My Own Health Report project
A nationwide preventive health effort
Unhealthy behaviors such as smoking, excessive drinking or poor diet, play an important causal role in illness. But few medical providers have the ability to ask in-depth questions about such behaviors during the brief time allotted an average office visit with a patient. As a result, an important opportunity for prevention may be lost.
The My Own Health Report (MOHR) project aims to give doctors and other providers the information they need. MOHR helps primary care providers to effectively collect data and monitor health behaviors and risk factors during their patient’s health care visit.

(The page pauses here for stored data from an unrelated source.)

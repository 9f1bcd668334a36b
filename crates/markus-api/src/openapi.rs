//! `OpenAPI` specification generation for `markus-api`.
//!
//! Served at `/openapi.json` for client generation.

use utoipa::openapi::security::{HttpAuthScheme, HttpBuilder, SecurityScheme};
use utoipa::{Modify, OpenApi};

/// `OpenAPI` documentation for the MarkUs REST API (`/api/v1/*`).
#[derive(OpenApi)]
#[openapi(
    info(
        title = "MarkUs API",
        description = "Participation certificate verification, issuance and administration"
    ),
    paths(
        crate::routes::participants::verify_participant,
        crate::routes::certificates::issue_certificate,
        crate::routes::admin::login,
        crate::routes::admin::logout,
        crate::routes::admin::list_records,
        crate::routes::admin::stats,
        crate::routes::admin::set_visibility,
        crate::routes::admin::reset_certificate,
        crate::routes::admin::get_maintenance,
        crate::routes::admin::set_maintenance,
        crate::routes::admin::trigger_sync,
        crate::routes::admin::sync_status,
    ),
    components(
        schemas(
            crate::error::ApiErrorBody,
            crate::routes::participants::EligibleEvent,
            crate::routes::participants::VerifyResponse,
            crate::routes::admin::LoginRequest,
            crate::routes::admin::LoginResponse,
            crate::routes::admin::RecordResponse,
            crate::routes::admin::ListRecordsResponse,
            crate::routes::admin::EventStatsResponse,
            crate::routes::admin::DepartmentStatsResponse,
            crate::routes::admin::StatsResponse,
            crate::routes::admin::VisibilityRequest,
            crate::routes::admin::MaintenanceState,
            crate::routes::admin::SyncAcceptedResponse,
            crate::routes::admin::SyncSourceResponse,
            crate::routes::admin::SyncRunResponse,
            crate::routes::admin::SyncStatusResponse,
        )
    ),
    tags(
        (name = "participants", description = "Participant verification"),
        (name = "certificates", description = "Certificate issuance"),
        (name = "admin", description = "Administration"),
    ),
    modifiers(&SecurityAddon),
)]
pub struct ApiDoc;

struct SecurityAddon;

impl Modify for SecurityAddon {
    fn modify(&self, openapi: &mut utoipa::openapi::OpenApi) {
        let components = openapi.components.get_or_insert_with(Default::default);
        components.add_security_scheme(
            "bearerAuth",
            SecurityScheme::Http(HttpBuilder::new().scheme(HttpAuthScheme::Bearer).build()),
        );
    }
}

/// Returns the generated `OpenAPI` spec.
#[must_use]
pub fn openapi() -> utoipa::openapi::OpenApi {
    ApiDoc::openapi()
}

/// Returns the generated `OpenAPI` spec serialized as pretty JSON.
///
/// # Errors
///
/// Returns an error if JSON serialization fails (should not happen).
pub fn openapi_json() -> Result<String, serde_json::Error> {
    serde_json::to_string_pretty(&openapi())
}
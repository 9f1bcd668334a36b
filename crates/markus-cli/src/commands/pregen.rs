//! Pregen command - issue every pending certificate ahead of time.

use std::sync::Arc;

use anyhow::{Result, bail};
use clap::Args;
use owo_colors::OwoColorize;

use markus_core::upload::CloudinaryGateway;
use markus_issuance::coordinator::IssuanceCoordinator;
use markus_issuance::pregen::{PregenReport, pregenerate};

use crate::commands::{RenderOptions, UploadOptions, open_store, print_json};
use crate::{Config, OutputFormat};

/// Arguments for the pregen command.
#[derive(Debug, Args)]
pub struct PregenArgs {
    /// Only generate certificates for this event.
    #[arg(long)]
    pub event: Option<String>,

    /// Maximum certificates rendered at once.
    #[arg(long, default_value = "4", value_parser = clap::value_parser!(u16).range(1..))]
    pub concurrency: u16,

    /// Rendering options.
    #[command(flatten)]
    pub render: RenderOptions,

    /// Upload credentials.
    #[command(flatten)]
    pub upload: UploadOptions,
}

/// Execute the pregen command.
///
/// # Errors
///
/// Returns an error if the uploader cannot be configured, the pending list
/// cannot be read, or any certificate failed.
pub async fn execute(args: PregenArgs, config: &Config) -> Result<()> {
    let store = open_store(config)?;
    let gateway = CloudinaryGateway::new(args.upload.cloudinary()?)?;
    let coordinator =
        IssuanceCoordinator::new(store, Arc::new(args.render.renderer()), Arc::new(gateway));

    let report = pregenerate(
        &coordinator,
        args.event.as_deref(),
        usize::from(args.concurrency),
    )
    .await?;

    match config.format {
        OutputFormat::Json => print_json(&report)?,
        OutputFormat::Text | OutputFormat::Table => print_report(&report),
    }

    if report.failed > 0 {
        bail!("{} certificate(s) failed to generate", report.failed);
    }
    Ok(())
}

fn print_report(report: &PregenReport) {
    println!("{} {}", "Generated:".bold(), report.generated.green());
    println!("{} {}", "Skipped:".bold(), report.skipped);
    if report.failed > 0 {
        println!("{} {}", "Failed:".bold(), report.failed.red());
    } else {
        println!("{} 0", "Failed:".bold());
    }
}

Currently piloted by 18 medical clinic sites nationwide under the supervision of six leading universities, including UCLA, MOHR project participants use both paper and electronic tablet survey forms to ask their patients about health behaviors such as how many fruits and vegetables they consume or whether they smoke or drink soda. The information collected (typically before seeing their provider) can become part of the patient’s electronic health record, and allows doctors to pinpoint high-risk behaviors, helps prioritize health care needs, discuss preventative care, and monitor progress toward specific health goals.
Such patient-centered projects are a key part of health care reform because they take into account the impact of biological, environmental, behavioral and cultural factors on a person’s health. They also encourage prevention efforts that could stop a negative health behavior before it becomes dangerous – and costly. The project’s results will be evaluated after a year and could lead to wider implementation.
MOHR is funded by the National Cancer Institute, the Agency for Healthcare Research and Quality (AHRQ) and the NIH Office of Behavioral and Social Sciences Research (OBSSR). It is coordinated by the Virginia Commonwealth University.